Już wiem o co chodzi, powiedziała w programie w TV że jest jej trochę przykro z powodu rozstania i jak powiedziała "trochę" to pokazała właśnie "długość" co zapewne nie miało nic wspólnego z jego przyrodzeniem tylko chcieli rozdmuchać historię.

Monaco_filmweb

dla niektorych super MĄDRYCH europejczykow wymienienie 3 państw z ameryki łacinskiej tez stwarza problemy :) O Boze a dla ilu Nowy Jork to stolica USA heh i to ludzie po studiach a Paris I Britney to dziewczynki takie jak wszystkie gwiazdy z USA zadna nie wie ze Cannes to miasto i ze tam odbywa sie festiwal w Cannes :)

Zafinka

moze miec gowniana muzyke byc plytka pusta plastikowa nijaka miałka ale o kims kto sprzedaje 100 mln płyt z czego 60 w ciagu 2 lat ze jest malutka gwiazdeczka to chyba nietakt delikatny, status gwiazdy nie okresla ambitnosci czy talentu tylko sukcesu i popularnosci a mysle ze od czasu Madonny nikt takiego sukcesu czysto komercyjnego jak Britney nie odniósł. To byl swego rodzaju pop fenomen ktora co ciekawe dopiero na ostatnich plytach dokladnie 3 ostatnich ma muzykę ktora mozna strawic ale dla mnie ona jest definicja gwiazdy bogata niebrzydka sprzedajaca miliony płyt istniejąca na ustach wszystkich

stawokir

Ja osobiście tego czegoś co ona sprzedaje nie nazywam muzyką, ona śpiewać nie umie.
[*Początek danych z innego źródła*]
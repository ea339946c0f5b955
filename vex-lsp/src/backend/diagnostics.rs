// LSP Diagnostics and error handling

use std::sync::Arc;
use tower_lsp::lsp_types::*;

use super::VexBackend;

impl VexBackend {
    pub async fn parse_and_diagnose(&self, uri: &str, text: &str, version: i32) -> Vec<Diagnostic> {
        let mut diagnostics = Vec::new();

        // Use document cache for incremental parsing
        let cached_doc = self.document_cache.update(uri, text.to_string(), version);

        // Convert parse errors (now Diagnostic objects) to LSP Diagnostics
        if !cached_doc.parse_errors.is_empty() {
            for vex_diag in &cached_doc.parse_errors {
                // Convert vex_diagnostics::Diagnostic to LSP Diagnostic
                let lsp_diag = vex_to_lsp_diagnostic(vex_diag);
                diagnostics.push(lsp_diag);
            }
            return diagnostics;
        }

        if let Some(program) = cached_doc.ast {
            // Validate imports (fast, high-value diagnostics)
            self.validate_imports(&program, text, uri, &mut diagnostics)
                .await;

            let (_typed, _symbols, analysis) = vex_analyzer::analyze(&program);
            for vex_diag in analysis.diagnostics() {
                let mut lsp_diag = vex_to_lsp_diagnostic(vex_diag);
                lsp_diag.source = Some("vex-analyzer".to_string());
                diagnostics.push(lsp_diag);
            }

            // Store in legacy cache for compatibility (wrap in Arc)
            self.ast_cache.insert(uri.to_string(), Arc::new(program));
        }

        diagnostics
    }

    /// ⭐ NEW: Validate import statements - missing modules, unused imports, circular dependencies
    async fn validate_imports(
        &self,
        program: &vex_ast::Program,
        text: &str,
        uri: &str,
        diagnostics: &mut Vec<Diagnostic>,
    ) {
        use std::collections::HashSet;

        // 1. Check for missing/invalid imports
        for (import_idx, import) in program.imports.iter().enumerate() {
            // Skip auto-injected prelude imports (they're synthetic)
            if import_idx < 6 {
                // First 6 imports are core prelude (core/vec, core/box, etc.)
                continue;
            }

            // Resolve import path
            let current_file = std::path::Path::new(uri);
            let resolved = self
                .module_resolver
                .resolve_import(&import.module, Some(current_file));

            if resolved.is_none() {
                // Module not found - create diagnostic
                let range = self.find_import_in_source(text, &import.module);
                diagnostics.push(Diagnostic {
                    range,
                    severity: Some(DiagnosticSeverity::ERROR),
                    code: Some(NumberOrString::String("E0404".to_string())),
                    source: Some("vex-imports".to_string()),
                    message: format!("cannot find module '{}'", import.module),
                    ..Default::default()
                });
            }
        }

        // 2. Detect unused imports (simple heuristic: search for import items in code)
        let used_imports = self.find_used_imports(program, text);
        for (import_idx, import) in program.imports.iter().enumerate() {
            // Skip prelude and module-level imports
            if import_idx < 6 || matches!(import.kind, vex_ast::ImportKind::Module) {
                continue;
            }

            // Check named imports
            if let vex_ast::ImportKind::Named = import.kind {
                for item in &import.items {
                    let import_name = item.alias.as_ref().unwrap_or(&item.name);
                    if !used_imports.contains(import_name) {
                        let range =
                            self.find_import_item_in_source(text, &import.module, &item.name);
                        diagnostics.push(Diagnostic {
                            range,
                            severity: Some(DiagnosticSeverity::WARNING),
                            code: Some(NumberOrString::String("W0401".to_string())),
                            source: Some("vex-imports".to_string()),
                            message: format!("unused import: '{}'", import_name),
                            tags: Some(vec![DiagnosticTag::UNNECESSARY]),
                            ..Default::default()
                        });
                    }
                }
            }
        }

        // 3. TODO: Detect circular imports (requires workspace-wide analysis)
        // This would need to traverse import graph across multiple files
    }

    /// Find import statement in source code
    fn find_import_in_source(&self, text: &str, module_path: &str) -> Range {
        let lines: Vec<&str> = text.lines().collect();

        for (line_idx, line) in lines.iter().enumerate() {
            // Match: import "module" or import { ... } from "module"
            if line.contains("import") && line.contains(module_path) {
                if let Some(col_idx) = line.find(module_path) {
                    return Range {
                        start: Position {
                            line: line_idx as u32,
                            character: col_idx as u32,
                        },
                        end: Position {
                            line: line_idx as u32,
                            character: (col_idx + module_path.len()) as u32,
                        },
                    };
                }
            }
        }

        self.default_range()
    }

    /// Find specific import item in source code
    fn find_import_item_in_source(&self, text: &str, _module: &str, item_name: &str) -> Range {
        let lines: Vec<&str> = text.lines().collect();

        for (line_idx, line) in lines.iter().enumerate() {
            // Match item name in import statement: import { item, ... }
            if line.contains("import") && line.contains(item_name) {
                if let Some(col_idx) = line.find(item_name) {
                    return Range {
                        start: Position {
                            line: line_idx as u32,
                            character: col_idx as u32,
                        },
                        end: Position {
                            line: line_idx as u32,
                            character: (col_idx + item_name.len()) as u32,
                        },
                    };
                }
            }
        }

        self.default_range()
    }

    /// Find which imports are actually used in the code
    fn find_used_imports(
        &self,
        program: &vex_ast::Program,
        text: &str,
    ) -> std::collections::HashSet<String> {
        use std::collections::HashSet;
        let mut used = HashSet::new();

        // Scan all items for identifier usage
        for item in &program.items {
            match item {
                vex_ast::Item::Function(func) => {
                    // Check function signature and body for imported types/functions
                    self.scan_function_for_imports(func, &mut used);
                }
                vex_ast::Item::Struct(s) => {
                    // Check struct fields for imported types
                    for field in &s.fields {
                        self.scan_type_for_imports(&field.ty, &mut used);
                    }
                }
                _ => {}
            }
        }

        // Simple text scan for identifiers (fallback)
        // This catches cases we might miss in AST traversal
        for line in text.lines() {
            // Skip import lines themselves
            if line.trim_start().starts_with("import") {
                continue;
            }

            // Extract all words (simple approximation)
            for word in line.split_whitespace() {
                let clean = word.trim_matches(|c: char| !c.is_alphanumeric() && c != '_');
                if !clean.is_empty() {
                    used.insert(clean.to_string());
                }
            }
        }

        used
    }

    /// Scan function for imported identifiers
    fn scan_function_for_imports(
        &self,
        _func: &vex_ast::Function,
        used: &mut std::collections::HashSet<String>,
    ) {
        // TODO: Deep AST traversal for expressions
        // For now, rely on text-based scanning

        // Scan return type
        if let Some(ref ret_ty) = _func.return_type {
            self.scan_type_for_imports(ret_ty, used);
        }

        // Scan parameters
        for param in &_func.params {
            self.scan_type_for_imports(&param.ty, used);
        }
    }

    /// Scan type for imported identifiers
    fn scan_type_for_imports(
        &self,
        ty: &vex_ast::Type,
        used: &mut std::collections::HashSet<String>,
    ) {
        match ty {
            vex_ast::Type::Named(name) => {
                used.insert(name.clone());
            }
            vex_ast::Type::Generic { name, type_args } => {
                used.insert(name.clone());
                for arg in type_args {
                    self.scan_type_for_imports(arg, used);
                }
            }
            vex_ast::Type::Reference(inner, _) | vex_ast::Type::Slice(inner, _) => {
                self.scan_type_for_imports(inner, used);
            }
            vex_ast::Type::Array(inner, _) => {
                self.scan_type_for_imports(inner, used);
            }
            vex_ast::Type::Vec(inner)
            | vex_ast::Type::Box(inner)
            | vex_ast::Type::Option(inner) => {
                self.scan_type_for_imports(inner, used);
            }
            vex_ast::Type::Result(ok, err) => {
                self.scan_type_for_imports(ok, used);
                self.scan_type_for_imports(err, used);
            }
            _ => {}
        }
    }

    /// Default range for errors without position info
    fn default_range(&self) -> Range {
        Range {
            start: Position {
                line: 0,
                character: 0,
            },
            end: Position {
                line: 0,
                character: 1,
            },
        }
    }

    pub async fn publish_diagnostics(
        &self,
        uri: Url,
        diagnostics: Vec<Diagnostic>,
        version: Option<i32>,
    ) {
        self.client
            .publish_diagnostics(uri, diagnostics, version)
            .await;
    }
}

pub fn vex_to_lsp_diagnostic(vex_diag: &vex_diagnostics::Diagnostic) -> Diagnostic {
    Diagnostic {
        range: Range {
            start: Position {
                line: vex_diag.span.line as u32,
                character: vex_diag.span.column as u32,
            },
            end: Position {
                line: vex_diag.span.line as u32,
                character: (vex_diag.span.column + vex_diag.span.length) as u32,
            },
        },
        severity: Some(DiagnosticSeverity::ERROR), // Default to error for now
        code: Some(NumberOrString::String(vex_diag.code.clone())),
        message: vex_diag.message.clone(),
        source: Some("vex".to_string()),
        ..Default::default()
    }
}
Wszystko przerobione w komputerze, a i tak tego słuchać się nie da. Na koncertach tylko na playback można liczyć. Jak dla mnie jest płytką, tępą gwiazdką, która nie ma za grosz talentu, ale mimo to ma swoich głuchych fanów, którzy z niewiadomej przyczyny słuchają jej taniej muzyki lub lecą na jej wygląd i to, że chodzi pół naga po scenie. Dziękuję, to by było na tyle.

Zafinka

no masz racje ale jednak 100 mln na koncie jest i mysle ze taniej muzyki nie mozna nazwac produktem w ktory zaangazowani sa najlepsi producenci nie wiem czy umie spiewac skoro zawsze spiewa z playbacku napewno jest wieksza gwiazda niz adele rihanna lady gaga katy perry justin bieber czy chris brown ktorzy razem nie osiagneli na stopie komercyjnej tyle co britney to by bylo na tyle. Co do muzyki jaka wykonuje nie znam sie billboard magazine i rolling stone uznali jej ostatni album wydarzeniem na scenie muzyki tanecznej i elektronicznej ale jak mowie nie wypowiadam sie nie mam kwalifikacji upowazniajacych do krytykowania tego co robi ów blond dziewcze

stawokir

Stawokir o to w tym wszystkim właśnie chodzi.